During his general audience this morning Benedict XVI concluded a series of catecheses dedicated to the prayer of Jesus. Today he turned his attention to the theme of alternating words and silence which characterized Christ’s earthly life, above all on the Cross, and which is also significant in two aspects of our own lives.
Addressing the 10,000 pilgrims gathered in St. Peter’s Square, the Pope explained that the first of these aspects “concerns accepting the Word of God. Interior and exterior silence are necessary in order to hear that Word”, he said. Yet, “our age does not, in fact, favor reflection and contemplation; quite the contrary it seems that people are afraid to detach themselves, even for an instant, from the spate of words and images which mark and fill our days”.
However, “the Gospels often show us … Jesus withdrawing alone to a place far from the crowds, even from His own disciples, where He can pray in silence”. Moreover, “the great patristic tradition teaches us that the mysteries of Christ are linked to silence, and only in silence can the Word find a place to dwell within us”.
“This principle”, the Holy Father went on, “holds true for individual prayer, but also for our liturgies which, to facilitate authentic listening, must also be rich in moments of silence and of non verbal acceptance. … Silence has the capacity to open a space in our inner being, a space in which God can dwell, which can ensure that His Word remains within us, and that love for Him is rooted in our minds and hearts, and animates our lives”.
The Pope then turned to focus on the second important aspect of the relationship between silence and prayer. “In our prayers”, he said, “we often find ourselves facing the silence of God. We almost experience a sense of abandonment; it seems that God does not listen and does not respond. But this silence, as happened to Jesus, does not signify absence. Christians know that the Lord is present and listens, even in moments of darkness and pain, of rejection and solitude. Jesus assures His disciples and each one of us that God is well aware of our needs at every moment of our lives”.
“For us, who are so frequently concerned with operational effectiveness and with the results … we achieve, the prayer of Jesus is a reminder that we need to stop, to experience moments of intimacy with God, ‘detaching ourselves’ from the turmoil of daily life in order to listen, to return to the ‘root’ which nourishes and sustains our existence. One of the most beautiful moments of Jesus’ prayer is when, faced with the sickness, discomfort and limitations of his interlocutors, He addresses His Father in prayer, thus showing those around him where they must go to seek the source of hope and salvation”.
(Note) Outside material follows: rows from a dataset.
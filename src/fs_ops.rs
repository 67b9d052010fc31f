#![forbid(unsafe_code)]

use std::collections::BTreeMap;
use std::fs::{self, File};
use std::io::{self, BufReader, BufWriter, Read, Write};
use std::path::{Path, PathBuf};
use std::process::{Child, Command, Stdio};

use crate::config::Config;
use crate::error::{HostError, HostResult};
use crate::host::{DirItem, Host, LaunchKind};
use crate::model::{BANK_SIZE, BANKS_PER_DEVICE, DeviceId, RESERVED_RAM_BANKS};

pub const VOLUME_FILE: &str = ".volume";

#[derive(Debug, Clone)]
struct Drive {
    root: PathBuf,
    allow_format: bool,
}

pub struct FsHost {
    drives: BTreeMap<DeviceId, Drive>,
    ram: Vec<Vec<u8>>,
    flash: Vec<Vec<u8>>,
    launcher: Option<String>,
    font: Option<Vec<u8>>,
    children: Vec<Child>,
}

impl FsHost {
    pub fn new() -> Self {
        Self {
            drives: BTreeMap::new(),
            ram: vec![vec![0; BANK_SIZE]; BANKS_PER_DEVICE],
            flash: vec![vec![0xFF; BANK_SIZE]; BANKS_PER_DEVICE],
            launcher: None,
            font: None,
            children: Vec::new(),
        }
    }

    pub fn from_config(config: &Config) -> HostResult<Self> {
        let mut host = Self::new();
        for drive in &config.drives {
            host.mount(DeviceId(drive.id), drive.root.clone(), drive.allow_format);
        }
        if let Some(image) = &config.flash_image {
            host.load_flash_image(image)?;
        }
        host.launcher = config.launcher.clone();
        Ok(host)
    }

    pub fn mount(&mut self, device: DeviceId, root: PathBuf, allow_format: bool) {
        log::debug!("device {device} -> {}", root.display());
        self.drives.insert(device, Drive { root, allow_format });
    }

    pub fn load_flash_image(&mut self, path: &Path) -> HostResult<()> {
        let data = fs::read(path)?;
        if data.len() > BANK_SIZE * BANKS_PER_DEVICE {
            log::warn!("{} is larger than flash, ignoring the tail", path.display());
        }
        for (bank, chunk) in self.flash.iter_mut().zip(data.chunks(BANK_SIZE)) {
            bank[..chunk.len()].copy_from_slice(chunk);
        }
        Ok(())
    }

    pub fn loaded_font(&self) -> Option<&[u8]> {
        self.font.as_deref()
    }

    fn drive(&self, device: DeviceId) -> HostResult<&Drive> {
        let drive = self.drives.get(&device).ok_or(HostError::DeviceUnavailable(device))?;
        if !drive.root.is_dir() {
            return Err(HostError::DeviceUnavailable(device));
        }
        Ok(drive)
    }

    pub fn host_path(&self, path: &str) -> HostResult<PathBuf> {
        let (device, rest) = path.split_once(':').ok_or_else(|| HostError::InvalidPath(path.to_string()))?;
        let device: u8 = device.parse().map_err(|_| HostError::InvalidPath(path.to_string()))?;
        let mut resolved = self.drive(DeviceId(device))?.root.clone();
        for part in rest.split('/').filter(|part| !part.is_empty()) {
            if part == "." || part == ".." || part.contains('\\') {
                return Err(HostError::InvalidPath(path.to_string()));
            }
            resolved.push(part);
        }
        Ok(resolved)
    }

    fn is_root(path: &str) -> bool {
        path.split_once(':').is_some_and(|(_, rest)| rest.trim_matches('/').is_empty())
    }

    fn banks(&self, device: DeviceId) -> Option<&Vec<Vec<u8>>> {
        match device {
            DeviceId::RAM => Some(&self.ram),
            DeviceId::FLASH => Some(&self.flash),
            _ => None,
        }
    }
}

impl Default for FsHost {
    fn default() -> Self {
        Self::new()
    }
}

fn map_io(err: io::Error, path: &str) -> HostError {
    match err.kind() {
        io::ErrorKind::NotFound => HostError::NotFound(path.to_string()),
        io::ErrorKind::AlreadyExists => HostError::AlreadyExists(path.to_string()),
        _ => HostError::Io(err),
    }
}

fn remove_path(path: &Path) -> io::Result<()> {
    if path.is_dir() { fs::remove_dir_all(path) } else { fs::remove_file(path) }
}

fn volume_stamp(label: &str) -> String {
    let now = time::OffsetDateTime::now_local().unwrap_or_else(|_| time::OffsetDateTime::now_utc());
    let when = time::format_description::parse("[year]-[month]-[day] [hour]:[minute]:[second]")
        .ok()
        .and_then(|format| now.format(&format).ok())
        .unwrap_or_default();
    format!("label={label}\nformatted={when}\n")
}

impl Host for FsHost {
    fn list_dir(&mut self, path: &str) -> HostResult<Vec<DirItem>> {
        let dir = self.host_path(path)?;
        let mut items = Vec::new();
        for item in fs::read_dir(&dir).map_err(|err| map_io(err, path))? {
            let item = item?;
            let name = item.file_name().to_string_lossy().to_string();
            if name == VOLUME_FILE {
                continue;
            }
            let metadata = item.metadata()?;
            items.push(DirItem { name, size: if metadata.is_dir() { 0 } else { metadata.len() }, is_dir: metadata.is_dir() });
        }
        items.sort_by(|a, b| a.name.cmp(&b.name));
        Ok(items)
    }

    fn open_read(&mut self, path: &str) -> HostResult<Box<dyn Read>> {
        let file = self.host_path(path)?;
        if file.is_dir() {
            return Err(HostError::InvalidPath(path.to_string()));
        }
        let file = File::open(&file).map_err(|err| map_io(err, path))?;
        Ok(Box::new(BufReader::new(file)))
    }

    fn create(&mut self, path: &str) -> HostResult<Box<dyn Write>> {
        let target = self.host_path(path)?;
        if target.is_dir() {
            return Err(HostError::AlreadyExists(path.to_string()));
        }
        let file = File::create(&target).map_err(|err| map_io(err, path))?;
        Ok(Box::new(BufWriter::new(file)))
    }

    fn exists(&mut self, path: &str) -> bool {
        self.host_path(path).is_ok_and(|target| target.exists())
    }

    fn rename(&mut self, from: &str, to: &str) -> HostResult<()> {
        let (source, target) = (self.host_path(from)?, self.host_path(to)?);
        if !source.exists() {
            return Err(HostError::NotFound(from.to_string()));
        }
        if target.exists() {
            return Err(HostError::AlreadyExists(to.to_string()));
        }
        fs::rename(&source, &target).map_err(|err| map_io(err, to))
    }

    fn remove(&mut self, path: &str) -> HostResult<()> {
        if Self::is_root(path) {
            return Err(HostError::InvalidPath(path.to_string()));
        }
        let target = self.host_path(path)?;
        let result = if target.is_dir() { fs::remove_dir(&target) } else { fs::remove_file(&target) };
        result.map_err(|err| map_io(err, path))
    }

    fn mkdir(&mut self, path: &str) -> HostResult<()> {
        let target = self.host_path(path)?;
        fs::create_dir(&target).map_err(|err| map_io(err, path))
    }

    fn format(&mut self, device: DeviceId, label: &str) -> HostResult<()> {
        let drive = self.drive(device)?;
        if !drive.allow_format {
            return Err(HostError::Unsupported("format is disabled for this drive"));
        }
        let root = drive.root.clone();
        for item in fs::read_dir(&root)? {
            remove_path(&item?.path())?;
        }
        fs::write(root.join(VOLUME_FILE), volume_stamp(label))?;
        log::info!("formatted {} ({}) as {label:?}", device.label(), root.display());
        Ok(())
    }

    fn bank_count(&self, device: DeviceId) -> usize {
        self.banks(device).map_or(0, Vec::len)
    }

    fn read_bank(&mut self, device: DeviceId, bank: usize, buf: &mut [u8]) -> HostResult<()> {
        let slot = self.banks(device).and_then(|banks| banks.get(bank)).ok_or(HostError::NoSuchBank(bank))?;
        let len = buf.len().min(slot.len());
        buf[..len].copy_from_slice(&slot[..len]);
        Ok(())
    }

    fn write_bank(&mut self, device: DeviceId, bank: usize, data: &[u8]) -> HostResult<()> {
        if bank >= self.bank_count(device) {
            return Err(HostError::NoSuchBank(bank));
        }
        if !self.bank_writable(device, bank) {
            return Err(HostError::ReadOnly(bank));
        }
        let slot = &mut self.ram[bank];
        let len = data.len().min(BANK_SIZE);
        slot[..len].copy_from_slice(&data[..len]);
        slot[len..].fill(0);
        Ok(())
    }

    fn bank_writable(&self, device: DeviceId, bank: usize) -> bool {
        device == DeviceId::RAM && (RESERVED_RAM_BANKS..self.ram.len()).contains(&bank)
    }

    fn load_font(&mut self, data: &[u8]) -> HostResult<()> {
        log::info!("font of {} bytes loaded", data.len());
        self.font = Some(data.to_vec());
        Ok(())
    }

    fn launch(&mut self, path: &str, kind: LaunchKind) -> HostResult<()> {
        let Some(launcher) = self.launcher.clone() else {
            return Err(HostError::Unsupported("no launcher configured"));
        };
        let target = self.host_path(path)?;
        log::info!("launching {kind:?} {} with {launcher}", target.display());
        self.children.retain_mut(|child| matches!(child.try_wait(), Ok(None)));
        let child = Command::new(&launcher)
            .arg(&target)
            .stdin(Stdio::null())
            .stdout(Stdio::null())
            .stderr(Stdio::null())
            .spawn()?;
        self.children.push(child);
        Ok(())
    }

    fn run_basic(&mut self, first_bank: usize, len: usize) -> HostResult<()> {
        let end = first_bank + len.div_ceil(BANK_SIZE).max(1);
        if end > self.ram.len() {
            return Err(HostError::NoSuchBank(end - 1));
        }
        log::info!("BASIC hand-off: {len} bytes staged from bank {first_bank:#04x}");
        Ok(())
    }
}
Christ touches the most profound point of His prayer to the Father at the moment of His passion and death, Pope Benedict said. And citing the Catechism of the Catholic Church he concluded by noting that “His cry to the Father from the cross encapsulated ‘all the troubles, for all time, of humanity enslaved by sin and death, all the petitions and intercessions of salvation history are summed up in this cry of the incarnate Word. Here the Father accepts them and, beyond all hope, answers them by raising His Son. Thus is fulfilled and brought to completion the drama of prayer in the economy of creation and salvation'”.